Bar-on emotional quotient inventory (Bar-On, 2004)

The Emotional Quotient Inventory (EQ-i), EQ-360 and EQ-i: YV were developed to assess the Bar-On model of emotional-social intelligence. The EQ-I is a self-report measure designed to measure a number of constructs related to EI. The EQ-I consists of 133 items and takes approximately 30 min to complete. It gives an overall EQ score as well as scores for the five composite scales and 15 subscales (Bar-On, 2004, 2006). In addition to the self report measure a 360 version of the tool was also administered with data collected from participants' peers. This has similar psychometric properties as the self-report table.

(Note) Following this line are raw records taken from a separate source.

use chrono::{DateTime, SecondsFormat, Utc};
use serde::{Deserialize, Serialize};

/// Zero-based position as reported by the editor host.
#[derive(Debug, Clone, Copy, Default, PartialEq, Eq, PartialOrd, Ord, Serialize, Deserialize)]
pub struct Position {
    pub line: u32,
    pub character: u32,
}

impl Position {
    pub fn new(line: u32, character: u32) -> Self {
        Self { line, character }
    }
}

#[derive(Debug, Clone, Copy, PartialEq, Eq, Serialize, Deserialize)]
#[serde(rename_all = "lowercase")]
pub enum EntityType {
    File,
}

#[derive(Debug, Clone, Copy, PartialEq, Eq, Serialize, Deserialize)]
#[serde(rename_all = "lowercase")]
pub enum Category {
    Coding,
    Active,
    Save,
    Open,
}

/// Which host event produced a heartbeat.
#[derive(Debug, Clone, Copy, PartialEq, Eq, Serialize, Deserialize)]
#[serde(rename_all = "lowercase")]
pub enum Reason {
    Change,
    Cursor,
    Save,
    Open,
    Focus,
}

/// One observed editing moment, in the shape the tracking API accepts.
#[derive(Debug, Clone, PartialEq, Serialize, Deserialize)]
pub struct HeartBeat {
    pub entity: String,
    #[serde(rename = "type")]
    pub kind: EntityType,
    /// Capture moment, Unix seconds with sub-second precision.
    pub time: f64,
    #[serde(skip_serializing_if = "Option::is_none")]
    pub project: Option<String>,
    #[serde(skip_serializing_if = "Option::is_none")]
    pub language: Option<String>,
    pub editor: String,
    pub plugin: String,
    pub machine: String,
    pub is_write: bool,
    pub category: Category,
    pub lineno: u32,
    pub cursorpos: u32,
    pub lines: u32,
    pub line_additions: u32,
    pub line_deletions: u32,
    pub user_agent: String,
    pub source: String,
}

impl HeartBeat {
    pub fn captured_at(&self) -> Option<DateTime<Utc>> {
        let micros = (self.time * 1_000_000.0).round() as i64;
        DateTime::from_timestamp(
            micros.div_euclid(1_000_000),
            (micros.rem_euclid(1_000_000) * 1_000) as u32,
        )
    }
}

/// The record appended to the local NDJSON log.
#[derive(Debug, Clone, PartialEq, Serialize, Deserialize)]
#[serde(rename_all = "camelCase")]
pub struct LoggedHeartbeat {
    pub timestamp: String,
    pub project: Option<String>,
    pub language: Option<String>,
    pub file_path: String,
    pub line: u32,
    pub column: u32,
    pub is_write: bool,
    pub category: Category,
    pub reason: Reason,
    pub lines_in_file: u32,
    pub editor: String,
    pub machine: String,
    pub user_agent: String,
}

impl LoggedHeartbeat {
    pub fn from_heartbeat(origin: &HeartBeat, reason: Reason) -> LoggedHeartbeat {
        let timestamp = origin
            .captured_at()
            .unwrap_or_default()
            .to_rfc3339_opts(SecondsFormat::Millis, true);

        LoggedHeartbeat {
            timestamp,
            project: origin.project.clone(),
            language: origin.language.clone(),
            file_path: origin.entity.clone(),
            line: origin.lineno,
            column: origin.cursorpos,
            is_write: origin.is_write,
            category: origin.category,
            reason,
            lines_in_file: origin.lines,
            editor: origin.editor.clone(),
            machine: origin.machine.clone(),
            user_agent: origin.user_agent.clone(),
        }
    }
}

#[cfg(test)]
pub(crate) fn sample_heartbeat() -> HeartBeat {
    HeartBeat {
        entity: "/home/dev/project/src/main.rs".to_string(),
        kind: EntityType::File,
        time: 1_700_000_000.25,
        project: Some("project".to_string()),
        language: Some("rust".to_string()),
        editor: "vscode".to_string(),
        plugin: "heartbeat-tracker/0.1.0".to_string(),
        machine: "0123456789abcdef".to_string(),
        is_write: true,
        category: Category::Coding,
        lineno: 3,
        cursorpos: 7,
        lines: 40,
        line_additions: 2,
        line_deletions: 0,
        user_agent: "heartbeat-tracker/0.1.0 (vscode 1.90.0; linux)".to_string(),
        source: "heartbeat-tracker".to_string(),
    }
}

#[cfg(test)]
mod tests {
    use super::*;
    use serde_json::json;

    #[test]
    fn heartbeat_serializes_with_api_field_names() {
        let value = serde_json::to_value(sample_heartbeat()).unwrap();

        assert_eq!(value["type"], "file");
        assert_eq!(value["category"], "coding");
        assert_eq!(value["entity"], "/home/dev/project/src/main.rs");
        assert_eq!(value["is_write"], true);
        assert_eq!(value["line_additions"], 2);
        assert!(value.get("kind").is_none());
    }

    #[test]
    fn absent_project_and_language_are_omitted() {
        let mut hb = sample_heartbeat();
        hb.project = None;
        hb.language = None;

        let value = serde_json::to_value(hb).unwrap();
        assert!(value.get("project").is_none());
        assert!(value.get("language").is_none());
    }

    #[test]
    fn logged_heartbeat_uses_capture_time_and_camel_case() {
        let logged = LoggedHeartbeat::from_heartbeat(&sample_heartbeat(), Reason::Save);
        let value = serde_json::to_value(&logged).unwrap();

        assert_eq!(value["timestamp"], "2023-11-14T22:13:20.250Z");
        assert_eq!(value["filePath"], "/home/dev/project/src/main.rs");
        assert_eq!(value["linesInFile"], 40);
        assert_eq!(value["reason"], "save");
        assert_eq!(value["line"], 3);
        assert_eq!(value["column"], 7);
    }

    #[test]
    fn logged_heartbeat_keeps_missing_project_as_null() {
        let mut hb = sample_heartbeat();
        hb.project = None;
        let value = serde_json::to_value(LoggedHeartbeat::from_heartbeat(&hb, Reason::Open)).unwrap();
        assert_eq!(value["project"], json!(null));
    }
}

Occupational personality questionnaire

In order to assess personality, respondents completed the 230 item Occupational Personality Questionnaire (OPQ). The OPQ measures personality at three levels. First are six factors, five of which describe the “Big Five” factors plus an achievement factor. At the next level is a 16-factor solution. Third is the deductively-rather than factor analytically-derived “Concept Model” consisting of 30 scales. Subjects register their level of agreement with each statement on a five point Likert scale.

Procedure

Participants were tested during a management training programme. They had ethical committee permission to proceed. All were told to be as honest as possible, and given feedback on their results at a later date. Furthermore, those who worked with the target person also evaluated them on the EQi. Efforts were made to get full 360 data such that the target person (who completed all the measures) was evaluated by the boss (superior), peers, reports (subordinates), and clients. Inevitably these varied greatly between individuals both in terms of the number of people who completed the observer version of the questionnaire but their specific role with respect to the target person. For the purposes of this study the observer ratings were combined to get an other/observer score. On average each person had more than two observer reports combined.

Results

First, the data was inspected for outliers, and highly skewed distributions however, none appeared. Given the imbalance between males and females in this sample a MANOVA was run comparing the sexes on the 30 OPQ scores and the five EQi scores. Neither was statistically significant.

The total EQi score for self was 105.22 (SD = 16.77) while the total score for others was 100.59 (SD = 8.9). This was significant: [t(212) = 3.45, p < 0.001].

The next step involved subjecting the 32 OPQ scales to a Promax and then Varimax rotated factor analysis. The scales failed to load onto three factors in line with the conceptual model underpinning the OPQ and therefore further analysis was carried out on all of the OPQ scale scores. Interestingly the result of this analysis indicated a five factor solution suggesting a factor model aligned with the Big 5 model of personality (Costa and McCrae, 1992). The results were similar to those of Woods and Hardy (2012) who factor analyzed the results of a similar number of British participants. The fact that the OPQ scales failed to load on the three factors does challenge the conceptual model of the test.

Next, the five factors of the EQi measure were subjected to similar factor analysis, using both orthogonal and oblique rotations. In both cases a single factor emerged with all scales loading on the single factor. Again factor analysis of this scale fails to meet theoretical expectations.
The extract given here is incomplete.